It does this, first, by identifying the idea that history can be discarded, which is not only an offence to pneumatology and providence, but it undermines the formative power of community and tradition. Stanley Hauerwas speaks directly to this when he writes, “Our assumption [as Americans] has been that, unlike other societies, we are not creatures of history, but that we have the possibility of a new beginning. We are thus able to form our government on the basis of principle rather than the arbitrary elements of a tradition.”[2] Shorn of a shared history that speaks into, and helps shape, our present context, society now finds itself in the fragile situation of being held together by self-interest and self-expression.
The second transition anticipates a social landscape in which the common good has disappeared and been replaced by a good determined and pursued by a collection of individuals who are recognized as autonomous, self-legislative, rational, and free agents. The moral foundations of this context are now built on individual preferences and privacy. In the modern Western context where liberalism shapes the social order, people must be free to pursue their own preferences unhindered, and it is the job of the government to distribute rights to enable people to fulfil their selected destiny without limit or intrusion.[3] The outcome is the loss of any shared sense of what the common good is which inevitably leads to the erosion of any account of public morality. By collapsing ultimate ends into the satisfaction of personal desires, the moral field is now occupied by people detached from an ethical horizon intended to draw them beyond themselves to something other, or rather, to someone other who can truly and finally give contentment.
This shift in social context also produces a shift in the character of moral agency. The historical portrayal, broadly considered in the ancient Greek setting, recognizes the priority of the city to the person – of the whole to the part – to the degree that a life lived without a deep participation in, and dependence upon, the local community is an impossibility. In fact, as Alasdair MacIntyre maintains, “the classical view begins with the community of the polis and with the individual viewed as having no moral identity apart from the communities of kinship and citizenship….”[4] In fact, in another place, MacIntyre will say that “the polis is the Aristotelian counterpart to extra ecclesiam nulla salus [outside of the church there is no salvation]”.[5] Aristotle explains at the beginning of Politics the reason why the city is so important for the cultivation of morality: “We see that every city is some sort of community, and that every community is constituted for the sake of some good, since everyone does everything for the sake of what seems good.”[6] For Aristotle, the community has a shared understanding of the good, and this good is an object that generates desires within its citizens and draws them towards the good. The good for Aristotle is happiness (or eudaimonia [the idea of living well and doing well]), which he explains is our final end.[7] With happiness as our final end, all of our moral actions are directed towards the attainment of happiness, and are given a rationality by happiness. In other words, our moral actions do not make sense if we do not have a clear, comprehensive and singular end in view.[8]

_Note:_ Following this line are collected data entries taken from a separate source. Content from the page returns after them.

//! Configuration
//!
//! Every section has working defaults, so an empty JSON object (or no file at
//! all) is a valid configuration.

use crate::error::{HarmonixError, Result};
use serde::{Deserialize, Serialize};
use std::path::Path;
use std::time::Duration;

/// Environment variable holding the generative-text API key.
pub const ASSIST_KEY_ENV: &str = "HARMONIX_ASSIST_KEY";

/// Bundled demo track used whenever nothing better is playable.
pub const DEMO_TRACK_URL: &str =
    "https://cdn.pixabay.com/download/audio/2022/05/27/audio_1808fbf07a.mp3?filename=lofi-study-112191.mp3";

/// Playback engine settings.
#[derive(Debug, Clone, PartialEq, Serialize, Deserialize)]
#[serde(default)]
pub struct EngineConfig {
    /// Context sample rate in Hz
    pub sample_rate: u32,
    /// Frames per render quantum
    pub render_quantum: usize,
    /// Media time between `TimeUpdate` events, in milliseconds
    pub time_update_ms: u64,
    /// Period of the background motion ticker, in milliseconds
    pub background_interval_ms: u64,
}

impl EngineConfig {
    /// Small render quantum for interactive use
    /// Quantum = 128 frames ≈ 2.9ms @ 44.1kHz
    pub fn low_latency(sample_rate: u32) -> Self {
        EngineConfig {
            sample_rate,
            render_quantum: 128,
            time_update_ms: 250,
            background_interval_ms: 500,
        }
    }

    /// Larger quantum for offline rendering
    /// Quantum = 1024 frames ≈ 23ms @ 44.1kHz
    pub fn offline(sample_rate: u32) -> Self {
        EngineConfig {
            render_quantum: 1024,
            ..Self::low_latency(sample_rate)
        }
    }

    /// Duration of one render quantum in milliseconds.
    pub fn quantum_ms(&self) -> f32 {
        (self.render_quantum as f32 / self.sample_rate as f32) * 1000.0
    }

    /// Background ticker period.
    pub fn background_interval(&self) -> Duration {
        Duration::from_millis(self.background_interval_ms)
    }

    fn validate(&self) -> Result<()> {
        if !(8_000..=192_000).contains(&self.sample_rate) {
            return Err(HarmonixError::ConfigError(format!(
                "sample rate {} Hz out of range",
                self.sample_rate
            )));
        }
        if self.render_quantum == 0 || self.render_quantum > 8192 {
            return Err(HarmonixError::ConfigError(format!(
                "render quantum {} out of range",
                self.render_quantum
            )));
        }
        if self.background_interval_ms == 0 {
            return Err(HarmonixError::ConfigError(
                "background interval must be positive".into(),
            ));
        }
        Ok(())
    }
}

impl Default for EngineConfig {
    fn default() -> Self {
        Self::low_latency(44_100)
    }
}

/// Track resolver settings.
#[derive(Debug, Clone, PartialEq, Serialize, Deserialize)]
#[serde(default)]
pub struct ResolverConfig {
    /// Base URLs of the primary catalog mirrors, raced against each other
    pub primary_mirrors: Vec<String>,
    /// Search endpoint of the secondary catalog
    pub secondary_url: String,
    /// Deadline per mirror request, in milliseconds
    pub mirror_timeout_ms: u64,
    /// Deadline for the secondary catalog, in milliseconds
    pub secondary_timeout_ms: u64,
    /// Asset used by placeholder descriptors
    pub demo_track_url: String,
    /// Result count when the caller does not specify one
    pub default_limit: usize,
}

impl Default for ResolverConfig {
    fn default() -> Self {
        Self {
            primary_mirrors: vec![
                "https://saavn.dev/api".into(),
                "https://jiosaavn-api-privatecvc2.vercel.app".into(),
                "https://saavn.me".into(),
            ],
            secondary_url: "https://itunes.apple.com/search".into(),
            mirror_timeout_ms: 5_000,
            secondary_timeout_ms: 8_000,
            demo_track_url: DEMO_TRACK_URL.into(),
            default_limit: 20,
        }
    }
}

impl ResolverConfig {
    /// Per-mirror deadline.
    pub fn mirror_timeout(&self) -> Duration {
        Duration::from_millis(self.mirror_timeout_ms)
    }

    /// Secondary catalog deadline.
    pub fn secondary_timeout(&self) -> Duration {
        Duration::from_millis(self.secondary_timeout_ms)
    }
}

/// Generative-text service settings.
#[derive(Debug, Clone, PartialEq, Serialize, Deserialize)]
#[serde(default)]
pub struct AssistConfig {
    /// API root
    pub endpoint: String,
    /// Model name
    pub model: String,
    /// API key; without one every request falls back immediately
    #[serde(skip_serializing_if = "Option::is_none")]
    pub api_key: Option<String>,
    /// Request deadline in milliseconds
    pub timeout_ms: u64,
}

impl Default for AssistConfig {
    fn default() -> Self {
        Self {
            endpoint: "https://generativelanguage.googleapis.com/v1beta".into(),
            model: "gemini-3-flash-preview".into(),
            api_key: None,
            timeout_ms: 15_000,
        }
    }
}

/// Top-level configuration.
#[derive(Debug, Clone, PartialEq, Default, Serialize, Deserialize)]
#[serde(default)]
pub struct AppConfig {
    /// Engine section
    pub engine: EngineConfig,
    /// Resolver section
    pub resolver: ResolverConfig,
    /// Assistant section
    pub assist: AssistConfig,
}

impl AppConfig {
    /// Parse from a JSON string and validate.
    pub fn from_json(json: &str) -> Result<Self> {
        let config: AppConfig = serde_json::from_str(json)
            .map_err(|e| HarmonixError::ConfigError(format!("invalid config JSON: {e}")))?;
        config.engine.validate()?;
        Ok(config)
    }

    /// Load from a JSON file.
    pub fn from_file(path: impl AsRef<Path>) -> Result<Self> {
        let text = std::fs::read_to_string(path.as_ref())?;
        Self::from_json(&text)
    }

    /// Apply environment overrides.
    pub fn with_env(mut self) -> Self {
        if let Ok(key) = std::env::var(ASSIST_KEY_ENV) {
            if !key.trim().is_empty() {
                self.assist.api_key = Some(key);
            }
        }
        self
    }
}

#[cfg(test)]
mod tests {
    use super::*;

    #[test]
    fn test_engine_quantum_duration() {
        let config = EngineConfig::low_latency(44_100);
        let ms = config.quantum_ms();
        assert!(ms > 2.8 && ms < 3.0);
        assert_eq!(EngineConfig::offline(44_100).render_quantum, 1024);
    }

    #[test]
    fn test_empty_json_uses_defaults() {
        let config = AppConfig::from_json("{}").unwrap();
        assert_eq!(config, AppConfig::default());
        assert_eq!(config.resolver.primary_mirrors.len(), 3);
        assert_eq!(config.resolver.mirror_timeout_ms, 5_000);
    }

    #[test]
    fn test_partial_sections_merge_with_defaults() {
        let config =
            AppConfig::from_json(r#"{"engine": {"sample_rate": 48000}, "assist": {"api_key": "k"}}"#)
                .unwrap();
        assert_eq!(config.engine.sample_rate, 48_000);
        assert_eq!(config.engine.render_quantum, 128);
        assert_eq!(config.assist.api_key.as_deref(), Some("k"));
    }

    #[test]
    fn test_invalid_values_rejected() {
        let err = AppConfig::from_json(r#"{"engine": {"render_quantum": 0}}"#).unwrap_err();
        assert!(matches!(err, HarmonixError::ConfigError(_)));
        assert!(AppConfig::from_json("not json").is_err());
    }

    #[test]
    fn test_from_file() {
        let dir = tempfile::tempdir().unwrap();
        let path = dir.path().join("harmonix.json");
        std::fs::write(&path, r#"{"resolver": {"default_limit": 5}}"#).unwrap();
        let config = AppConfig::from_file(&path).unwrap();
        assert_eq!(config.resolver.default_limit, 5);
    }
}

It is also important to recognize that while eudaimonia is something for which we strive it also something that we experience in our present moral activity. Aristotle has closed the loop on the final end and the activity of the moral agent. If happiness is one’s end, then one’s life must actively embody the end that is being pursued. It’s not enough to have wealth as a potential final end without also using wealth in a particular way. It becomes a question of whether wealth is used well or poorly by the moral agent. This is where virtues come into the discussion. Aristotle defines virtue as “a state that decides… by reference to reason… [that it] is a mean between two vices, one of excess and one of deficiency.”[9] It is important to note that Aristotle does not think that the virtuous life is merely a negotiation between two vices, but rather the moral life consists in virtue steering our given nature from what is to what it should be, to our telos.
It is a common modern assumption – one held even by theologically-minded evangelicals – that ethics is about the business of helping us to rationally deliberate over doing the right actions, and that it should “help us to resolve moral dilemmas and difficult moral cases.”[10] Without rejecting the necessity and role of rules and outcomes, Aristotle urges us to focus our attention on the kinds of people we are. Instead of merely addressing the external situation, and looking at the kinds of actions and results of these actions, Aristotle is deeply concerned with the internal character of the moral agent.
Before we turn our attention to Augustine, it is important to see how Aristotle’s conception of the moral life is one that sits closer to the Christian account than it does to the modern, not only in terms of historical reference but also in terms of character. In our democratic liberal context, the true ends of human life are obscured which results in widespread confusion about ethical agency. Ethics in this frame rests upon obedience to “a system of rules that will constitute procedures for resolving disputes as [people] pursue their various interests.”[11] On this reading, questions about character, internal motives, and formation are neither asked, investigated or expected. The message is: follow the rules, uphold the social consensus that we are content to be ruled this way, don’t hurt anyone and pursue your dreams unfettered. By separating individuals from a common social history, blinding them from a shared common good, and reducing them to consumers who pursue their own interests in a maximal manner, liberalism has given us a social reality (or moral field) that sees personhood, morality and citizenship very much at odds with the ancient vision.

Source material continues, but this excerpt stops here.